Blomfield designed the pulpit and it was carved from local stone in Malta. The architect also designed the font with its elaborate carved wooden cover. Unusually, the font was originally placed at the front of the church, blocking the view of some of the congregation and generally arousing concern in case the pulley system failed and the heavy canopy came crashing down. In 1891, it was moved to the west end of the church and a baptistery was created.
The paintings and windows are characteristic of the Arts and Crafts movement which admired all things Gothic, as shown in the ecclesiastical arches which provide the settings for all the paintings and in details such as the tiled floors on which most of the stained glass saints stand. This makes the garish 1966 window of the Virgin and Child glaringly out of place.
The lancet windows in the nave represent apostles and saints, with the exception of the Virgin and Child which replaces an earlier version of the same subject. The nave paintings, on the other hand, work in chronological order from the north east arch, depicting the Annunciation, to the south east arch, showing Jesus’ ascension into heaven. At the east end, on both sides, water has badly damaged some of the murals but, for the most part, the rest are in excellent condition, though in need of cleaning and minor conservation work. It is uncommon to find church paintings from this period that have not been overpainted, often to their detriment.
Such damage will not recur, following the re-roofing of the north and south sides of the church in 2015 and 2018, generously funded by the The National Heritage Lottery Fund, the National Churches Trust, the Diocese of London, the AllChurches Trust, the Wolfson Foundation, the Stuart Heath Charitable Settlement, the Grocers’ Company and the government through the Listed Places of Worship grant scheme which repays VAT on repairs.
The scheme in the chancel is more elaborate and employs different techniques.
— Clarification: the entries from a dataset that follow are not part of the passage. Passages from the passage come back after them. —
use std::fs;
use std::path::PathBuf;

use anyhow::Context;
use log::{info, trace, warn};
use reqwest::header::CACHE_CONTROL;

use crate::filter;
use crate::models::{Book, BookId};

/// Where the static book list lives.
#[derive(Debug, Clone, PartialEq)]
pub enum CatalogSource {
    Url(String),
    Path(PathBuf),
}

impl CatalogSource {
    pub fn parse(s: &str) -> CatalogSource {
        if s.starts_with("http://") || s.starts_with("https://") {
            CatalogSource::Url(s.to_string())
        } else {
            CatalogSource::Path(PathBuf::from(s))
        }
    }

    fn read(&self) -> anyhow::Result<String> {
        trace!("CatalogSource::read()");
        match self {
            CatalogSource::Url(url) => {
                let client = reqwest::blocking::Client::builder().build()?;

                let text = client
                    .get(url.as_str())
                    .header(CACHE_CONTROL, "no-cache")
                    .send()?
                    .error_for_status()?
                    .text()?;

                Ok(text)
            }
            CatalogSource::Path(path) => {
                fs::read_to_string(path).with_context(|| format!("reading {}", path.display()))
            }
        }
    }
}

impl std::fmt::Display for CatalogSource {
    fn fmt(&self, f: &mut std::fmt::Formatter<'_>) -> std::fmt::Result {
        match self {
            CatalogSource::Url(url) => f.write_str(url),
            CatalogSource::Path(path) => write!(f, "{}", path.display()),
        }
    }
}

/// The session's immutable list of books.
#[derive(Debug, Clone, Default, PartialEq)]
pub struct Catalog {
    books: Vec<Book>,
}

impl Catalog {
    pub fn from_json(text: &str) -> anyhow::Result<Catalog> {
        let books = serde_json::from_str::<Vec<Book>>(text)?;

        Ok(Catalog { books })
    }

    /// Never fails: an unreachable or malformed source gives an empty catalog.
    pub fn load(source: &CatalogSource) -> Catalog {
        match source.read().and_then(|text| Catalog::from_json(&text)) {
            Ok(catalog) => {
                info!("loaded {} books from {}", catalog.books.len(), source);
                catalog
            }
            Err(err) => {
                warn!("{}: no books loaded: {:#}", source, err);
                Catalog::default()
            }
        }
    }

    pub fn books(&self) -> &[Book] {
        &self.books
    }

    pub fn into_books(self) -> Vec<Book> {
        self.books
    }

    pub fn find(&self, id: &BookId) -> Option<&Book> {
        self.books.iter().find(|b| &b.id == id)
    }

    pub fn genres(&self) -> Vec<String> {
        filter::genres(&self.books)
    }

    pub fn is_empty(&self) -> bool {
        self.books.is_empty()
    }
}
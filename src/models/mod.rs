mod book;
mod comment;
mod rating;
mod site;
mod summary;

pub use book::{Book, BookId};
pub use comment::{Comment, CommentDraft};
pub use rating::Rating;
pub use site::Site;
pub use summary::Summary;
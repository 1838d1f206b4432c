use std::fmt;

use log::{error, info};

use crate::models::BookId;

pub fn update(id: &BookId, stage: Stage) {
    match stage {
        Stage::Fail(err) => error!("{}: {}: {:#}", id, stage, err),
        other => info!("{}: {}", id, other),
    }
}

pub enum Stage<'a> {
    Opened,
    Closed,
    LoadedSummary,
    LoadedComments,
    SubmittedRating,
    SubmittedComment,
    Rejected,
    Fail(&'a anyhow::Error),
}

impl<'a> fmt::Display for Stage<'a> {
    fn fmt(&self, f: &mut fmt::Formatter<'_>) -> fmt::Result {
        let r = match self {
            Self::Opened => "Opened",
            Self::Closed => "Closed",
            Self::LoadedSummary => "Loaded Summary",
            Self::LoadedComments => "Loaded Comments",
            Self::SubmittedRating => "Submitted Rating",
            Self::SubmittedComment => "Submitted Comment",
            Self::Rejected => "Rejected",
            Self::Fail(_) => "Fail",
        };

        f.write_str(r)
    }
}
/// Page header shown above the catalog.
#[derive(Debug, Clone, PartialEq)]
pub struct Site {
    pub title: String,
    pub subtitle: String,
    pub author: String,
}

impl Default for Site {
    fn default() -> Self {
        Site {
            title: String::from("Time Empire"),
            subtitle: String::from("Stories, novels, and everything I’m building."),
            author: String::from("Darshan Goburdhone"),
        }
    }
}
The five panels making up the reredos, with the crucifixion in the centre and Saints Matthew, Mark, Luke and John on either side, are painted on mahogany. The centre panel has been restored. Above these figures with their gilded surroundings stand figures from the early Christian church, each carrying an identifying emblem. On the north wall stands a group of Old Testament figures looking out towards their New Testament colleagues on the south wall. All these paintings, including those above the apostles, were painted on canvas in the Heaton, Butler and Bayne studio. When the congregation had raised the money to pay for them, they were glued to the walls.
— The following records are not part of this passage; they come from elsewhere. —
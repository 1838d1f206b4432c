use std::cmp::Ordering;

use icu_collator::{Collator, CollatorOptions, Strength};
use log::warn;
use unicode_normalization::char::is_combining_mark;
use unicode_normalization::UnicodeNormalization;

use crate::models::Book;

/// Lowercase with accents stripped, for comparisons that should treat `É`,
/// `é` and `e` alike.
pub fn fold(s: &str) -> String {
    s.nfd()
        .filter(|c| !is_combining_mark(*c))
        .collect::<String>()
        .to_lowercase()
}

/// Root-locale ordering at primary strength: case and accents are ignored
/// and letters such as `Æ`, `Ø` or `Ł` sort with their base letters.
pub struct LooseOrder {
    collator: Option<Collator>,
}

impl LooseOrder {
    pub fn new() -> LooseOrder {
        let mut options = CollatorOptions::new();
        options.strength = Some(Strength::Primary);

        let collator = Collator::try_new(&Default::default(), options)
            .map_err(|err| warn!("no collator, ordering by folded text: {}", err))
            .ok();

        LooseOrder { collator }
    }

    pub fn compare(&self, a: &str, b: &str) -> Ordering {
        match &self.collator {
            Some(collator) => collator.compare(a, b),
            None => fold(a).cmp(&fold(b)),
        }
    }
}

impl Default for LooseOrder {
    fn default() -> Self {
        LooseOrder::new()
    }
}

pub fn matches(book: &Book, query: &str, genre: &str) -> bool {
    let q = query.trim().to_lowercase();
    let gf = genre.trim().to_lowercase();

    let matches_genre = gf.is_empty() || book.genre.to_lowercase() == gf;

    if q.is_empty() {
        return matches_genre;
    }

    matches_genre && book.haystack().contains(&q)
}

/// Books matching both filters, sorted by title. Equal titles keep catalog
/// order.
pub fn filtered_books<'a>(books: &'a [Book], query: &str, genre: &str) -> Vec<&'a Book> {
    let order = LooseOrder::new();

    let mut list = books
        .iter()
        .filter(|b| matches(b, query, genre))
        .collect::<Vec<_>>();

    list.sort_by(|a, b| order.compare(&a.title, &b.title));

    list
}

/// Distinct non-empty genres in display order.
pub fn genres(books: &[Book]) -> Vec<String> {
    let order = LooseOrder::new();

    let mut r = books
        .iter()
        .map(|b| b.genre.clone())
        .filter(|g| !g.is_empty())
        .collect::<Vec<_>>();

    r.sort_by(|a, b| order.compare(a, b).then_with(|| a.cmp(b)));
    r.dedup();

    r
}

#[cfg(test)]
mod tests {
    use super::{filtered_books, fold, genres, matches, LooseOrder};
    use std::cmp::Ordering;
    use crate::models::Book;

    fn catalog() -> Vec<Book> {
        serde_json::from_str(
            r#"[
                {"id": 1, "title": "Zed", "genre": "SciFi", "status": "Published",
                 "blurb": "A robot wakes up.", "tags": ["AI", "space"]},
                {"id": 2, "title": "Alpha", "genre": "Drama", "status": "Draft",
                 "blurb": "Two sisters.", "tags": ["family"]},
                {"id": 3, "title": "éclair", "genre": "scifi", "status": "Ongoing",
                 "blurb": "Pastry wars.", "tags": []},
                {"id": 4, "title": "beta", "genre": "", "status": "",
                 "blurb": "", "tags": ["Space Opera"]}
            ]"#,
        )
        .unwrap_or_default()
    }

    fn titles(books: &[&Book]) -> Vec<String> {
        books.iter().map(|b| b.title.clone()).collect()
    }

    #[test]
    fn empty_filters_sort_everything_by_title() -> anyhow::Result<()> {
        let books = catalog();

        let r = filtered_books(&books, "", "");

        assert_eq!(vec!["Alpha", "beta", "éclair", "Zed"], titles(&r));

        Ok(())
    }

    #[test]
    fn letters_without_decomposition_sort_with_their_base() -> anyhow::Result<()> {
        let books: Vec<Book> = serde_json::from_str(
            r#"[{"id": 1, "title": "Zed"}, {"id": 2, "title": "Ørsted"},
                {"id": 3, "title": "Æther"}, {"id": 4, "title": "Mars"},
                {"id": 5, "title": "Łódź"}, {"id": 6, "title": "Lima"}]"#,
        )?;

        let r = filtered_books(&books, "", "");

        assert_eq!(
            vec!["Æther", "Lima", "Łódź", "Mars", "Ørsted", "Zed"],
            titles(&r)
        );

        Ok(())
    }

    #[test]
    fn loose_order_ignores_case_and_accents() -> anyhow::Result<()> {
        let order = LooseOrder::new();

        assert_eq!(Ordering::Equal, order.compare("Éclair", "eclair"));
        assert_eq!(Ordering::Less, order.compare("ørsted", "Pluto"));

        Ok(())
    }

    #[test]
    fn two_book_example() -> anyhow::Result<()> {
        let books: Vec<Book> = serde_json::from_str(
            r#"[{"id":1,"title":"Zed","genre":"SciFi"},{"id":2,"title":"Alpha","genre":"Drama"}]"#,
        )?;

        assert_eq!(vec!["Alpha", "Zed"], titles(&filtered_books(&books, "", "")));

        Ok(())
    }

    #[test]
    fn genre_is_case_insensitive_equality() -> anyhow::Result<()> {
        let books = catalog();

        let r = filtered_books(&books, "", "  SCIFI ");

        assert_eq!(vec!["éclair", "Zed"], titles(&r));

        Ok(())
    }

    #[test]
    fn query_searches_every_field() -> anyhow::Result<()> {
        let books = catalog();

        assert_eq!(vec!["beta", "Zed"], titles(&filtered_books(&books, "SPACE", "")));
        assert_eq!(vec!["Alpha"], titles(&filtered_books(&books, "sisters", "")));
        assert_eq!(vec!["éclair"], titles(&filtered_books(&books, "ongoing", "")));
        assert!(filtered_books(&books, "space", "drama").is_empty());

        Ok(())
    }

    #[test]
    fn every_result_satisfies_the_predicate() -> anyhow::Result<()> {
        let books = catalog();

        for query in &["", "a", "space", "wars", "zzz"] {
            for genre in &["", "scifi", "Drama", "none"] {
                for book in filtered_books(&books, query, genre) {
                    assert!(matches(book, query, genre));
                }
                let expected = books.iter().filter(|b| matches(b, query, genre)).count();
                assert_eq!(expected, filtered_books(&books, query, genre).len());
            }
        }

        Ok(())
    }

    #[test]
    fn genres_are_distinct_and_sorted() -> anyhow::Result<()> {
        let books = catalog();

        assert_eq!(vec!["Drama", "SciFi", "scifi"], genres(&books));

        Ok(())
    }

    #[test]
    fn fold_strips_case_and_accents() -> anyhow::Result<()> {
        assert_eq!("eclair", fold("Éclair"));
        assert_eq!(fold("Crème"), fold("creme"));

        Ok(())
    }
}
//! Rating aggregates over the local append-only rating log.

use crate::models::{BookId, Rating, Summary};

fn for_book<'a>(ratings: &'a [Rating], book: &'a BookId) -> impl Iterator<Item = &'a Rating> {
    ratings.iter().filter(move |r| &r.book_id == book)
}

/// Mean of every rating ever recorded for the book, 0 when there are none.
pub fn average_rating(ratings: &[Rating], book: &BookId) -> f64 {
    let (sum, count) = for_book(ratings, book).fold((0u64, 0u64), |(sum, count), r| {
        (sum + u64::from(r.rating), count + 1)
    });

    if count == 0 {
        return 0.0;
    }

    sum as f64 / count as f64
}

pub fn rating_count(ratings: &[Rating], book: &BookId) -> u64 {
    for_book(ratings, book).count() as u64
}

/// The device's newest rating for the book, 0 when it never rated it.
/// Equal timestamps resolve to the later entry in the log.
pub fn my_rating(ratings: &[Rating], book: &BookId, device: &str) -> u8 {
    let mut latest: Option<&Rating> = None;

    for r in for_book(ratings, book).filter(|r| r.device == device) {
        match latest {
            Some(current) if r.created_at < current.created_at => {}
            _ => latest = Some(r),
        }
    }

    latest.map(|r| r.rating).unwrap_or(0)
}

pub fn summarize(ratings: &[Rating], book: &BookId, device: &str) -> Summary {
    Summary {
        avg: average_rating(ratings, book),
        count: rating_count(ratings, book),
        mine: my_rating(ratings, book, device),
    }
}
The painting on the west wall, surrounding the main entrance to the church, is the only one not undertaken by Alexander Higerty. Not long after St Andrew’s opened its doors for the first time, members of the congregation raised concerns about the acoustics. Blomfield suggested a tapestry be hung along the west wall to absorb some of the sound. When electricity was finally introduced in 1906, it revealed that the tapestry was moth eaten and, like the rest of the church, filthy from gas fumes. Heaton, Butler and Bayne came in to clean the wall paintings and the tapestry was discarded.
Accustomed to the rich decoration of the church interior, the congregation found the bare west wall offensive, though the window above it was equally devoid of decoration. The solution was to paint the commandments, the Lord’s Prayer and the Credo. The work was finished in 1914, before the declaration of war, but the shields were added after, prompting the completion date of 1919. Thanks to grants from the Pilgrim Trust in association with ChurchCare and the Heritage of London Trust, this painting was conserved in 2018 and the ugly streaks of dust and dirt have been removed.
Picking up the medieval theme that runs through St Andrew’s, the Great West Window depicts figures from the early church in England, Scotland and Ireland. Most of the lancets are memorials to men who died in World War I.
The Great East Window is by the noted Scottish stained glass artist William Wilson and was installed in 1951. It picks up the themes from the reredos beneath it and shows the crucifixion with scenes from Jesus’ life in the lower panels and the four evangelists above. A depiction of Christ the King, holding the flag of St George surmounts the crucifixion.